My personal favorite is the episode of Buffy the Vampire Slayer in which Buffy moves into her freshman university dorm and her roommate turns out to be, literally, a demon-the first clue being that she tacks a Céline Dion poster up on their wall. But the catalogue of slams, from critics to Sunday columnists and talk-show hosts to Saturday Night Live, could fill this book. I've mostly seconded those emotions, even when a blog ran a Dion joke contest that produced the riddle, "Q: Why did they take the Céline Dion inflatable sex doll off the market? A: It sticked too hard."

But it was at the Oscars that things got personal.

* * *

The night was the expected Titanic sweep, capped by director James Cameron's bellowing self-quotation, "I'm the king of the world!" (Which from that podium sounded like, "My brand has total multiplatform synergy!") But in the Best Original Song category, Titanic-and Dion-had one unlikely rival, and it happened to be Elliott Smith.

Smith was a hero of mine and of the late-90s indie subculture, one of those "literate," bedroom-recording songwriters whose take on cool and beauty seemed leagues away from the pop-glamour machine. Pockmarked and shy, with a backstory that included childhood abuse and (though I didn't know it yet) on-and-off heroin addiction, he had recorded mainly for the tiny northwestern Kill Rock Stars label, but had just signed to Dreamworks, which would release his next album, XO, that summer.

Smith wrote songs whose sighing melodies served as bait for lyrics laced with corrosive rage. They dangled glimpses of a sun "raining its guiding light down on everyone," but everyone in them got burned. They were catchy like a fish hook. As his biographer Benjamin Nugent later wrote in Elliott Smith and the Ballad of Big Nothing, "Smith effectively deploys substance abuse as a metaphor for other forms of self-destructive behavior, and the metaphor is a handy one for several reasons. For one, a songwriter taking substance abuse as his literal subject (even if love is the figurative one) can easily steer clear of the Céline Dion clichés of contemporary Top 40 music, the language of hearts, embraces, great divides. [Instead] he participates in a hipper tradition, that of Hank Williams, Johnny Cash and Kurt Cobain-their addiction laments, disavowals and caustic self-portraits."

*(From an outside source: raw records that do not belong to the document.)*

//! Insertion-ordered mapping from short identifier to link record.
//!
//! The registry is the whole persisted document. It serializes as a single
//! JSON object keyed by short identifier, with keys in insertion order:
//!
//! ```json
//! {
//!   "abc123": {
//!     "originalUrl": "https://example.com",
//!     "createdAt": "2024-01-01T10:00:00Z",
//!     "clickCount": 1,
//!     "clickLog": [ { "timestamp": "...", "browser": "Chrome", ... } ]
//!   }
//! }
//! ```

use std::collections::HashMap;
use std::fmt;

use serde::de::{self, MapAccess, Visitor};
use serde::ser::SerializeMap;
use serde::{Deserialize, Deserializer, Serialize, Serializer};

use crate::domain::entities::{LinkRecord, LinkSummary};

#[derive(Debug, Clone, Default, PartialEq, Eq)]
pub struct Registry {
    records: Vec<LinkRecord>,
    index: HashMap<String, usize>,
}

impl Registry {
    pub fn new() -> Self {
        Self::default()
    }

    pub fn len(&self) -> usize {
        self.records.len()
    }

    pub fn is_empty(&self) -> bool {
        self.records.is_empty()
    }

    pub fn contains(&self, short_id: &str) -> bool {
        self.index.contains_key(short_id)
    }

    pub fn get(&self, short_id: &str) -> Option<&LinkRecord> {
        self.index.get(short_id).map(|&i| &self.records[i])
    }

    pub fn get_mut(&mut self, short_id: &str) -> Option<&mut LinkRecord> {
        self.index.get(short_id).map(|&i| &mut self.records[i])
    }

    /// Appends a record.
    ///
    /// Returns the record back as `Err` if its short identifier is taken;
    /// existing records are never replaced.
    pub fn insert(&mut self, record: LinkRecord) -> Result<(), LinkRecord> {
        if self.contains(&record.short_id) {
            return Err(record);
        }

        self.index.insert(record.short_id.clone(), self.records.len());
        self.records.push(record);
        Ok(())
    }

    /// Records in insertion order.
    pub fn iter(&self) -> impl Iterator<Item = &LinkRecord> {
        self.records.iter()
    }

    pub fn summaries(&self) -> Vec<LinkSummary> {
        self.records.iter().map(LinkRecord::summary).collect()
    }

    pub fn total_clicks(&self) -> u64 {
        self.records.iter().map(LinkRecord::click_count).sum()
    }
}

impl Serialize for Registry {
    fn serialize<S: Serializer>(&self, serializer: S) -> Result<S::Ok, S::Error> {
        let mut map = serializer.serialize_map(Some(self.records.len()))?;
        for record in &self.records {
            map.serialize_entry(&record.short_id, record)?;
        }
        map.end()
    }
}

impl<'de> Deserialize<'de> for Registry {
    fn deserialize<D: Deserializer<'de>>(deserializer: D) -> Result<Self, D::Error> {
        deserializer.deserialize_map(RegistryVisitor)
    }
}

struct RegistryVisitor;

impl<'de> Visitor<'de> for RegistryVisitor {
    type Value = Registry;

    fn expecting(&self, f: &mut fmt::Formatter) -> fmt::Result {
        f.write_str("an object mapping short identifiers to link records")
    }

    fn visit_map<A: MapAccess<'de>>(self, mut access: A) -> Result<Registry, A::Error> {
        let mut registry = Registry::new();

        while let Some((short_id, mut record)) = access.next_entry::<String, LinkRecord>()? {
            if !record.is_consistent() {
                return Err(de::Error::custom(format!(
                    "link '{}' has clickCount {} but {} logged clicks",
                    short_id,
                    record.click_count(),
                    record.click_log().len()
                )));
            }

            record.short_id = short_id;
            if let Err(duplicate) = registry.insert(record) {
                return Err(de::Error::custom(format!(
                    "duplicate short identifier '{}'",
                    duplicate.short_id
                )));
            }
        }

        Ok(registry)
    }
}
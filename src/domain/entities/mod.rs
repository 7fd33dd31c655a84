//! Core domain entities.
//!
//! - [`LinkRecord`] - A short identifier, its target URL and click history
//! - [`LinkSummary`] - A link without its click log, for listings
//! - [`ClickEvent`] - One recorded redirect

pub mod click;
pub mod link;

pub use click::{ClickEvent, DIRECT_REFERER, UNKNOWN};
pub use link::{LinkRecord, LinkSummary};
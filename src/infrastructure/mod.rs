//! Infrastructure layer for external integrations.
//!
//! This layer implements interfaces defined by the domain layer.
//!
//! # Modules
//!
//! - [`persistence`] - Registry storage (JSON file and in-memory)
//! - [`user_agent`] - User-agent classification backed by woothee

pub mod persistence;
pub mod user_agent;
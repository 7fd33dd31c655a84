//! Read-side rollups over a link's click log.
//!
//! Every function here is pure and recomputed on each call; nothing is cached
//! or persisted.

use std::collections::{BTreeMap, HashMap};

use chrono::{DateTime, Utc};

use crate::domain::entities::{ClickEvent, LinkRecord, UNKNOWN};

/// Number of browsers reported by [`summarize`].
pub const TOP_BROWSERS_LIMIT: usize = 5;

/// Number of events reported by [`summarize`].
pub const RECENT_CLICKS_LIMIT: usize = 10;

/// Window used by dashboards showing the last active days.
pub const ACTIVE_DAYS_WINDOW: usize = 7;

/// Click totals keyed by UTC calendar day (`YYYY-MM-DD`), ascending.
pub type ClicksByDay = BTreeMap<String, u64>;

/// `(browser, count)` pair.
pub type BrowserCount = (String, u64);

/// Derived analytics for one link.
#[derive(Debug, Clone, PartialEq, Eq)]
pub struct AnalyticsView {
    pub short_id: String,
    pub original_url: String,
    pub total_clicks: u64,
    pub created_at: DateTime<Utc>,
    pub clicks_by_day: ClicksByDay,
    pub top_browsers: Vec<BrowserCount>,
    pub recent_clicks: Vec<ClickEvent>,
}

/// Groups clicks by the UTC date of their timestamp.
///
/// Days without clicks are absent, not zero-filled.
pub fn clicks_by_day(log: &[ClickEvent]) -> ClicksByDay {
    let mut days = ClicksByDay::new();
    for event in log {
        let day = event.timestamp.format("%Y-%m-%d").to_string();
        *days.entry(day).or_insert(0) += 1;
    }
    days
}

/// The last `n` active days, oldest first.
pub fn last_active_days(days: &ClicksByDay, n: usize) -> Vec<(String, u64)> {
    let skip = days.len().saturating_sub(n);
    days.iter()
        .skip(skip)
        .map(|(day, count)| (day.clone(), *count))
        .collect()
}

/// Most common browsers, highest count first.
///
/// Ties keep the order in which browsers first appear in the log.
pub fn top_browsers(log: &[ClickEvent], limit: usize) -> Vec<BrowserCount> {
    let mut counts: Vec<BrowserCount> = Vec::new();
    let mut positions: HashMap<&str, usize> = HashMap::new();

    for event in log {
        let browser = if event.browser.is_empty() {
            UNKNOWN
        } else {
            event.browser.as_str()
        };

        match positions.get(browser) {
            Some(&i) => counts[i].1 += 1,
            None => {
                positions.insert(browser, counts.len());
                counts.push((browser.to_string(), 1));
            }
        }
    }

    // stable: equal counts stay in first-seen order
    counts.sort_by(|a, b| b.1.cmp(&a.1));
    counts.truncate(limit);
    counts
}

/// The last `limit` clicks, most recent first.
pub fn recent_clicks(log: &[ClickEvent], limit: usize) -> Vec<ClickEvent> {
    log.iter().rev().take(limit).cloned().collect()
}

/// Builds the full analytics view for a record.
pub fn summarize(record: &LinkRecord) -> AnalyticsView {
    let log = record.click_log();

    AnalyticsView {
        short_id: record.short_id.clone(),
        original_url: record.original_url.clone(),
        total_clicks: record.click_count(),
        created_at: record.created_at,
        clicks_by_day: clicks_by_day(log),
        top_browsers: top_browsers(log, TOP_BROWSERS_LIMIT),
        recent_clicks: recent_clicks(log, RECENT_CLICKS_LIMIT),
    }
}
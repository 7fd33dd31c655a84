//! Data Transfer Objects for API requests and responses.
//!
//! All DTOs use Serde for JSON serialization/deserialization with camelCase
//! field names, and validator for input validation.

pub mod analytics;
pub mod clicks;
pub mod health;
pub mod links;
pub mod shorten;
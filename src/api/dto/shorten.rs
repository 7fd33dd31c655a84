//! DTOs for link shortening endpoint.

use chrono::{DateTime, Utc};
use regex::Regex;
use serde::{Deserialize, Serialize};
use std::sync::LazyLock;
use validator::Validate;

/// Characters allowed in a custom alias. Empty is accepted and means "no alias".
static CUSTOM_ALIAS_REGEX: LazyLock<Regex> =
    LazyLock::new(|| Regex::new(r"^[A-Za-z0-9_-]*$").unwrap());

/// Request to shorten a single URL.
#[derive(Debug, Deserialize, Validate)]
#[serde(rename_all = "camelCase")]
pub struct ShortenRequest {
    /// The original URL to shorten (any absolute URL).
    #[serde(default)]
    #[validate(length(min = 1, message = "URL is required"))]
    pub url: String,

    /// Optional custom short identifier.
    #[validate(length(max = 64))]
    #[validate(regex(path = "*CUSTOM_ALIAS_REGEX"))]
    pub custom_alias: Option<String>,
}

/// Newly created short link.
#[derive(Debug, Serialize)]
#[serde(rename_all = "camelCase")]
pub struct ShortenResponse {
    pub short_id: String,
    pub short_url: String,
    pub original_url: String,
    pub created_at: DateTime<Utc>,
}
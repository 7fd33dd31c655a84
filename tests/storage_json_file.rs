use chrono::Utc;
use snaplink::domain::client_metadata::ClientMetadata;
use snaplink::domain::entities::{ClickEvent, LinkRecord};
use snaplink::domain::registry::Registry;
use snaplink::domain::repositories::RegistryStorage;
use snaplink::domain::user_agent::DeviceInfo;
use snaplink::error::AppError;
use snaplink::infrastructure::persistence::JsonFileStorage;
use tempfile::TempDir;

fn registry_with(ids: &[&str]) -> Registry {
    let mut registry = Registry::new();
    for id in ids {
        let mut record = LinkRecord::new(
            id.to_string(),
            format!("https://{id}.example.com"),
            Utc::now(),
        );
        record.record_click(ClickEvent::capture(
            ClientMetadata::new(Some("10.0.0.1".to_string()), Some("curl/8.0"), None),
            DeviceInfo::default(),
            Utc::now(),
        ));
        registry.insert(record).unwrap();
    }
    registry
}

#[tokio::test]
async fn test_missing_file_loads_empty_registry() {
    let dir = TempDir::new().unwrap();
    let storage = JsonFileStorage::new(dir.path().join("urls.json"));

    let registry = storage.load().await.unwrap();

    assert!(registry.is_empty());
}

#[tokio::test]
async fn test_save_then_load_preserves_order_and_clicks() {
    let dir = TempDir::new().unwrap();
    let storage = JsonFileStorage::new(dir.path().join("urls.json"));
    let registry = registry_with(&["zeta", "alpha", "mid"]);

    storage.save(&registry).await.unwrap();
    let loaded = storage.load().await.unwrap();

    assert_eq!(loaded, registry);
    let ids: Vec<&str> = loaded.iter().map(|r| r.short_id.as_str()).collect();
    assert_eq!(ids, vec!["zeta", "alpha", "mid"]);
}

#[tokio::test]
async fn test_save_creates_parent_directory_and_leaves_no_temp_file() {
    let dir = TempDir::new().unwrap();
    let path = dir.path().join("nested").join("data").join("urls.json");
    let storage = JsonFileStorage::new(&path);

    storage.save(&registry_with(&["abc"])).await.unwrap();

    assert!(path.exists());
    assert!(!path.with_extension("tmp").exists());
}

#[tokio::test]
async fn test_document_format() {
    let dir = TempDir::new().unwrap();
    let path = dir.path().join("urls.json");
    let storage = JsonFileStorage::new(&path);

    storage.save(&registry_with(&["abc"])).await.unwrap();

    let raw: serde_json::Value =
        serde_json::from_str(&std::fs::read_to_string(&path).unwrap()).unwrap();
    let record = &raw["abc"];
    assert_eq!(record["originalUrl"], "https://abc.example.com");
    assert_eq!(record["clickCount"], 1);
    assert!(record["createdAt"].is_string());
    assert_eq!(record["clickLog"][0]["sourceAddress"], "10.0.0.1");
    assert_eq!(record["clickLog"][0]["userAgentRaw"], "curl/8.0");
    assert_eq!(record["clickLog"][0]["referer"], "direct");
    assert!(record.get("shortId").is_none());
}

#[tokio::test]
async fn test_corrupt_document_is_storage_error() {
    let dir = TempDir::new().unwrap();
    let path = dir.path().join("urls.json");
    std::fs::write(&path, "{ not json").unwrap();
    let storage = JsonFileStorage::new(&path);

    let result = storage.load().await;

    assert!(matches!(result.unwrap_err(), AppError::Storage { .. }));
}

#[tokio::test]
async fn test_inconsistent_click_count_is_storage_error() {
    let dir = TempDir::new().unwrap();
    let path = dir.path().join("urls.json");
    std::fs::write(
        &path,
        r#"{
          "abc": {
            "originalUrl": "https://example.com",
            "createdAt": "2024-01-01T10:00:00Z",
            "clickCount": 2,
            "clickLog": []
          }
        }"#,
    )
    .unwrap();
    let storage = JsonFileStorage::new(&path);

    let err = storage.load().await.unwrap_err();

    assert!(matches!(err, AppError::Storage { .. }));
    assert_eq!(err.code(), "storage_error");
}

#[tokio::test]
async fn test_save_overwrites_previous_document() {
    let dir = TempDir::new().unwrap();
    let storage = JsonFileStorage::new(dir.path().join("urls.json"));

    storage.save(&registry_with(&["old"])).await.unwrap();
    storage.save(&registry_with(&["new"])).await.unwrap();

    let loaded = storage.load().await.unwrap();
    assert_eq!(loaded.len(), 1);
    assert!(loaded.contains("new"));
}
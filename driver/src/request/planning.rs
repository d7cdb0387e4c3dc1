//! The unit of work submitted to the driver.

use crate::core::{resolve_components, Component};
use crate::errors::{ConfigError, DriverError};
use serde::{Deserialize, Serialize};
use std::path::{Path, PathBuf};

/// Default path of the intermediate artifact.
pub const DEFAULT_SAS_FILE: &str = "output.sas";

/// Default prefix of the plan files written by search.
pub const DEFAULT_PLAN_FILE: &str = "sas_plan";

/// A fully resolved planning request.
///
/// Every option has a defined default, so a request decoded from a partial
/// JSON object is always complete.
#[derive(Debug, Clone, PartialEq, Eq, Serialize, Deserialize)]
#[serde(default)]
pub struct PlanningRequest {
    /// Run the canonical stage order, ignoring `components`.
    pub run_all: bool,
    /// Stage names to run, in order.
    pub components: Vec<String>,
    /// Report the driver version and stop.
    pub version: bool,
    /// List the known configuration aliases and stop.
    pub show_aliases: bool,
    /// Remove stale temporary files and stop.
    pub cleanup: bool,
    /// Keep the intermediate artifact after search consumed it.
    pub keep_sas_file: bool,
    /// Path of the intermediate artifact.
    pub sas_file: Option<PathBuf>,
    /// Prefix of the plan files.
    pub plan_file: PathBuf,
    /// Problem inputs: a task file, or a domain followed by a problem.
    pub inputs: Vec<PathBuf>,
    /// Named search configuration.
    pub alias: Option<String>,
    /// Extra arguments for the translator.
    pub translate_options: Vec<String>,
    /// Arguments for the search engine.
    pub search_options: Vec<String>,
    /// Extra arguments for the validator.
    pub validate_options: Vec<String>,
    /// Portfolio file driving the search engine.
    pub portfolio: Option<PathBuf>,
    /// Cost bound for portfolio search.
    pub portfolio_bound: Option<i64>,
    /// Stop the portfolio after the first plan.
    pub portfolio_single_plan: bool,
}

impl Default for PlanningRequest {
    fn default() -> Self {
        Self {
            run_all: false,
            components: Vec::new(),
            version: false,
            show_aliases: false,
            cleanup: false,
            keep_sas_file: false,
            sas_file: None,
            plan_file: PathBuf::from(DEFAULT_PLAN_FILE),
            inputs: Vec::new(),
            alias: None,
            translate_options: Vec::new(),
            search_options: Vec::new(),
            validate_options: Vec::new(),
            portfolio: None,
            portfolio_bound: None,
            portfolio_single_plan: false,
        }
    }
}

impl PlanningRequest {
    /// Creates an empty request.
    #[must_use]
    pub fn new() -> Self {
        Self::default()
    }

    /// Creates a request running the canonical stage order.
    #[must_use]
    pub fn run_all() -> Self {
        Self {
            run_all: true,
            ..Self::default()
        }
    }

    /// Sets the explicit component list.
    #[must_use]
    pub fn with_components(mut self, components: impl IntoIterator<Item = impl Into<String>>) -> Self {
        self.components = components.into_iter().map(Into::into).collect();
        self
    }

    /// Sets the problem inputs.
    #[must_use]
    pub fn with_inputs(mut self, inputs: impl IntoIterator<Item = impl Into<PathBuf>>) -> Self {
        self.inputs = inputs.into_iter().map(Into::into).collect();
        self
    }

    /// Sets the intermediate artifact path.
    #[must_use]
    pub fn with_sas_file(mut self, path: impl Into<PathBuf>) -> Self {
        self.sas_file = Some(path.into());
        self
    }

    /// Sets the plan file prefix.
    #[must_use]
    pub fn with_plan_file(mut self, path: impl Into<PathBuf>) -> Self {
        self.plan_file = path.into();
        self
    }

    /// Keeps the intermediate artifact after search.
    #[must_use]
    pub const fn keeping_sas_file(mut self) -> Self {
        self.keep_sas_file = true;
        self
    }

    /// Sets the search options.
    #[must_use]
    pub fn with_search_options(mut self, options: impl IntoIterator<Item = impl Into<String>>) -> Self {
        self.search_options = options.into_iter().map(Into::into).collect();
        self
    }

    /// Sets the portfolio file.
    #[must_use]
    pub fn with_portfolio(mut self, portfolio: impl Into<PathBuf>) -> Self {
        self.portfolio = Some(portfolio.into());
        self
    }

    /// Sets the alias.
    #[must_use]
    pub fn with_alias(mut self, alias: impl Into<String>) -> Self {
        self.alias = Some(alias.into());
        self
    }

    /// Decodes a request from JSON.
    ///
    /// # Errors
    ///
    /// Returns [`ConfigError::InvalidRequest`] if the JSON does not describe a request.
    pub fn from_json(raw: &str) -> Result<Self, DriverError> {
        serde_json::from_str(raw).map_err(|e| ConfigError::InvalidRequest(e.to_string()).into())
    }

    /// Returns the path of the intermediate artifact.
    #[must_use]
    pub fn artifact_path(&self) -> &Path {
        self.sas_file
            .as_deref()
            .unwrap_or_else(|| Path::new(DEFAULT_SAS_FILE))
    }

    /// Resolves the stage list of this request.
    ///
    /// # Errors
    ///
    /// Returns a configuration error for unknown names or an empty list.
    pub fn stages(&self) -> Result<Vec<Component>, ConfigError> {
        resolve_components(self.run_all, &self.components)
    }

    /// Returns true if the request is one of the short-circuit requests.
    #[must_use]
    pub const fn is_short_circuit(&self) -> bool {
        self.version || self.show_aliases || self.cleanup
    }

    /// Returns true if any portfolio option is set.
    #[must_use]
    pub const fn uses_portfolio(&self) -> bool {
        self.portfolio.is_some() || self.portfolio_bound.is_some() || self.portfolio_single_plan
    }

    /// Returns a copy with every portfolio option cleared.
    #[must_use]
    pub fn without_portfolio(&self) -> Self {
        Self {
            portfolio: None,
            portfolio_bound: None,
            portfolio_single_plan: false,
            ..self.clone()
        }
    }
}
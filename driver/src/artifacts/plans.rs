//! Plan files written by the search engine.
//!
//! A single plan goes to `<prefix>`. When search produces several plans
//! they are numbered `<prefix>.1`, `<prefix>.2`, ... without gaps. Every
//! plan file lists one `(operator)` per line and ends with a trailer of the
//! form `; cost = 42 (unit cost)`.

use regex::Regex;
use std::io;
use std::path::{Path, PathBuf};
use std::sync::LazyLock;
use tracing::debug;

static COST_TRAILER: LazyLock<Regex> = LazyLock::new(|| {
    Regex::new(r"^; cost = (\d+) \((unit cost|general cost)\)$").expect("plan cost pattern is valid")
});

/// Finds, reads and deletes the plan files sharing one prefix.
#[derive(Debug, Clone, PartialEq, Eq)]
pub struct PlanManager {
    prefix: PathBuf,
}

impl PlanManager {
    /// Creates a manager for plan files starting with `prefix`.
    #[must_use]
    pub fn new(prefix: impl Into<PathBuf>) -> Self {
        Self {
            prefix: prefix.into(),
        }
    }

    /// Returns the plan file prefix.
    #[must_use]
    pub fn prefix(&self) -> &Path {
        &self.prefix
    }

    /// Returns the path of the numbered plan `number`.
    #[must_use]
    pub fn numbered_plan(&self, number: usize) -> PathBuf {
        let mut name = self.prefix.clone().into_os_string();
        name.push(format!(".{number}"));
        PathBuf::from(name)
    }

    /// Returns the existing plan files in order.
    #[must_use]
    pub fn existing_plans(&self) -> Vec<PathBuf> {
        if self.prefix.is_file() {
            return vec![self.prefix.clone()];
        }
        (1..)
            .map(|number| self.numbered_plan(number))
            .take_while(|path| path.is_file())
            .collect()
    }

    /// Deletes every existing plan file and returns the removed paths.
    ///
    /// # Errors
    ///
    /// Returns the first IO error hit while removing a file.
    pub fn delete_existing_plans(&self) -> io::Result<Vec<PathBuf>> {
        let plans = self.existing_plans();
        for plan in &plans {
            debug!(path = %plan.display(), "removing plan file");
            std::fs::remove_file(plan)?;
        }
        Ok(plans)
    }

    /// Reads the cost recorded in the trailer of a plan file.
    ///
    /// Returns `Ok(None)` when the file has no cost trailer, which happens
    /// when search was interrupted while writing it.
    ///
    /// # Errors
    ///
    /// Returns an IO error if the file cannot be read.
    pub fn plan_cost(path: &Path) -> io::Result<Option<u64>> {
        let content = std::fs::read_to_string(path)?;
        let cost = content
            .lines()
            .rev()
            .find(|line| !line.trim().is_empty())
            .and_then(|line| COST_TRAILER.captures(line.trim_end()))
            .and_then(|caps| caps[1].parse().ok());
        Ok(cost)
    }

    /// Returns the lowest cost among the existing plans.
    ///
    /// # Errors
    ///
    /// Returns an IO error if a plan file cannot be read.
    pub fn best_plan_cost(&self) -> io::Result<Option<u64>> {
        let mut best = None;
        for plan in self.existing_plans() {
            if let Some(cost) = Self::plan_cost(&plan)? {
                best = Some(best.map_or(cost, |b: u64| b.min(cost)));
            }
        }
        Ok(best)
    }

    /// Like [`PlanManager::existing_plans`], on the blocking thread pool.
    ///
    /// # Errors
    ///
    /// Returns an IO error if the blocking task fails.
    pub async fn find_plans(&self) -> io::Result<Vec<PathBuf>> {
        self.blocking(|manager| Ok(manager.existing_plans())).await
    }

    /// Like [`PlanManager::delete_existing_plans`], on the blocking thread pool.
    ///
    /// # Errors
    ///
    /// Returns the first IO error hit while removing a file.
    pub async fn remove_plans(&self) -> io::Result<Vec<PathBuf>> {
        self.blocking(Self::delete_existing_plans).await
    }

    /// Like [`PlanManager::best_plan_cost`], on the blocking thread pool.
    ///
    /// # Errors
    ///
    /// Returns an IO error if a plan file cannot be read.
    pub async fn lowest_cost(&self) -> io::Result<Option<u64>> {
        self.blocking(Self::best_plan_cost).await
    }

    async fn blocking<T, F>(&self, job: F) -> io::Result<T>
    where
        T: Send + 'static,
        F: FnOnce(&Self) -> io::Result<T> + Send + 'static,
    {
        let manager = self.clone();
        tokio::task::spawn_blocking(move || job(&manager))
            .await
            .map_err(io::Error::other)?
    }
}
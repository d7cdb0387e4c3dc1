//! Scripted stage collaborators.

use async_trait::async_trait;
use parking_lot::Mutex;
use std::collections::VecDeque;
use std::time::Duration;

use crate::core::StageResult;
use crate::errors::DriverError;
use crate::request::PlanningRequest;
use crate::stages::{PlanValidator, SearchEngine, Translator};

/// One scripted answer of a [`ScriptedComponent`].
#[derive(Debug, Clone, PartialEq, Eq)]
pub enum ScriptedStep {
    /// Report this result.
    Report(StageResult),
    /// Fail with an internal error carrying this message.
    Fail(String),
}

impl From<StageResult> for ScriptedStep {
    fn from(result: StageResult) -> Self {
        Self::Report(result)
    }
}

/// A collaborator that answers from a script and records every request.
///
/// It implements all three collaborator traits, so one instance can play
/// any stage. When the script runs out, it reports the fallback result.
#[derive(Debug)]
pub struct ScriptedComponent {
    script: Mutex<VecDeque<ScriptedStep>>,
    fallback: StageResult,
    writes_artifact: bool,
    delay: Option<Duration>,
    calls: Mutex<Vec<PlanningRequest>>,
}

impl Default for ScriptedComponent {
    fn default() -> Self {
        Self::new()
    }
}

impl ScriptedComponent {
    /// Creates a component that always reports exit code 0 and continues.
    #[must_use]
    pub fn new() -> Self {
        Self {
            script: Mutex::new(VecDeque::new()),
            fallback: StageResult::proceed(0),
            writes_artifact: false,
            delay: None,
            calls: Mutex::new(Vec::new()),
        }
    }

    /// Creates a component that always reports `result`.
    #[must_use]
    pub fn reporting(result: StageResult) -> Self {
        Self::new().with_fallback(result)
    }

    /// Sets the result reported once the script is exhausted.
    #[must_use]
    pub const fn with_fallback(mut self, result: StageResult) -> Self {
        self.fallback = result;
        self
    }

    /// Appends a step to the script.
    #[must_use]
    pub fn then(self, step: impl Into<ScriptedStep>) -> Self {
        self.script.lock().push_back(step.into());
        self
    }

    /// Makes translation write the intermediate file of the request.
    #[must_use]
    pub const fn writing_artifact(mut self) -> Self {
        self.writes_artifact = true;
        self
    }

    /// Delays every answer.
    #[must_use]
    pub const fn with_delay(mut self, delay: Duration) -> Self {
        self.delay = Some(delay);
        self
    }

    /// Returns the number of requests seen.
    #[must_use]
    pub fn call_count(&self) -> usize {
        self.calls.lock().len()
    }

    /// Returns every request seen, in order.
    #[must_use]
    pub fn recorded_requests(&self) -> Vec<PlanningRequest> {
        self.calls.lock().clone()
    }

    async fn answer(&self, request: &PlanningRequest) -> Result<StageResult, DriverError> {
        self.calls.lock().push(request.clone());
        if let Some(delay) = self.delay {
            tokio::time::sleep(delay).await;
        }
        let step = self.script.lock().pop_front();
        match step.unwrap_or(ScriptedStep::Report(self.fallback)) {
            ScriptedStep::Report(result) => Ok(result),
            ScriptedStep::Fail(message) => Err(DriverError::Internal(message)),
        }
    }
}

#[async_trait]
impl Translator for ScriptedComponent {
    async fn translate(&self, request: &PlanningRequest) -> Result<StageResult, DriverError> {
        if self.writes_artifact {
            tokio::fs::write(request.artifact_path(), b"begin_version\n3\nend_version\n").await?;
        }
        self.answer(request).await
    }
}

#[async_trait]
impl SearchEngine for ScriptedComponent {
    async fn search(&self, request: &PlanningRequest) -> Result<StageResult, DriverError> {
        self.answer(request).await
    }
}

#[async_trait]
impl PlanValidator for ScriptedComponent {
    async fn validate(&self, request: &PlanningRequest) -> Result<StageResult, DriverError> {
        self.answer(request).await
    }
}
//! Status reporting for pipeline runs.
//!
//! The controller reports what happens to every stage as [`StatusLine`]s.
//! Where they end up is decided by the frontend through a [`StatusSink`].

mod sink;

pub use sink::{
    CollectingStatusSink, NoOpStatusSink, StatusLine, StatusSink, StdoutStatusSink,
    TracingStatusSink,
};
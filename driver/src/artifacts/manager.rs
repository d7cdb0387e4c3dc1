//! Lifecycle of the intermediate artifact.

use crate::errors::ArtifactError;
use crate::events::{StatusLine, StatusSink};
use crate::request::PlanningRequest;
use std::io::ErrorKind;
use std::path::PathBuf;
use std::sync::Arc;
use tracing::debug;

/// Disposes of the intermediate artifact once search has consumed it.
#[derive(Clone)]
pub struct ArtifactManager {
    sink: Arc<dyn StatusSink>,
}

impl std::fmt::Debug for ArtifactManager {
    fn fmt(&self, f: &mut std::fmt::Formatter<'_>) -> std::fmt::Result {
        f.debug_struct("ArtifactManager").finish_non_exhaustive()
    }
}

impl ArtifactManager {
    /// Creates a manager reporting to the given sink.
    #[must_use]
    pub fn new(sink: Arc<dyn StatusSink>) -> Self {
        Self { sink }
    }

    /// Removes the artifact of `request` unless it asked to keep it.
    ///
    /// Returns the removed path, or `None` when the artifact was retained.
    ///
    /// # Errors
    ///
    /// Returns [`ArtifactError::Missing`] if the file does not exist and
    /// [`ArtifactError::Remove`] if it could not be removed.
    pub async fn dispose(&self, request: &PlanningRequest) -> Result<Option<PathBuf>, ArtifactError> {
        let path = request.artifact_path().to_path_buf();
        if request.keep_sas_file {
            debug!(path = %path.display(), "keeping intermediate file");
            return Ok(None);
        }

        self.sink.report(StatusLine::RemoveArtifact { path: path.clone() });
        match tokio::fs::remove_file(&path).await {
            Ok(()) => Ok(Some(path)),
            Err(e) if e.kind() == ErrorKind::NotFound => Err(ArtifactError::Missing { path }),
            Err(source) => Err(ArtifactError::Remove { path, source }),
        }
    }
}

Smith also dealt frankly, I felt, with one of the ruling paradoxes for partisans of "alternative" culture: It might look like you were asserting superiority over the multitudes, but as a former bullied kid, I always figured it started from rejection. If respect or simple fairness were denied you, you'd build a great life (the best revenge) from what you could scrounge outside their orbit, freed from the thirst for majority approbation. This dynamic is frequently rehearsed in Smith's songs: In "2:45 a.m.," a night prowl that begins by "looking for the man who attacked me / while everybody was laughing at me" ends with "walking out on Center Circle / Been pushed away and I'll never come back." If laments and disavowals were your lot, you would shine those turds until they gleamed. And you'd spread the word to the rest of the alienated, walking wounded-which, in a late-capitalist consumer society, I thought, ought to include everyone but the rich-that they too could find sustenance and sympathy in a voluntary exile.

So how had Smith ended up in center circle at the Shrine Auditorium, smack up against the "Céline Dion clichés," a juxtaposition that seemed as improbable as Gummo winning Best Picture? An accident, really. Years before, he'd met independent filmmaker Gus Van Sant hanging out in the Portland bars where Smith's first band, Heatmiser, played. That friendship led to writing songs for Van Sant's first "major motion picture," Good Will Hunting, and so to Oscar night, featuring (as Rolling Stone put it) "one of the strangest billings since Jimi Hendrix opened for the Monkees," with Smith alongside the pap trio of Trisha Yearwood, Michael Bolton and Céline Dion.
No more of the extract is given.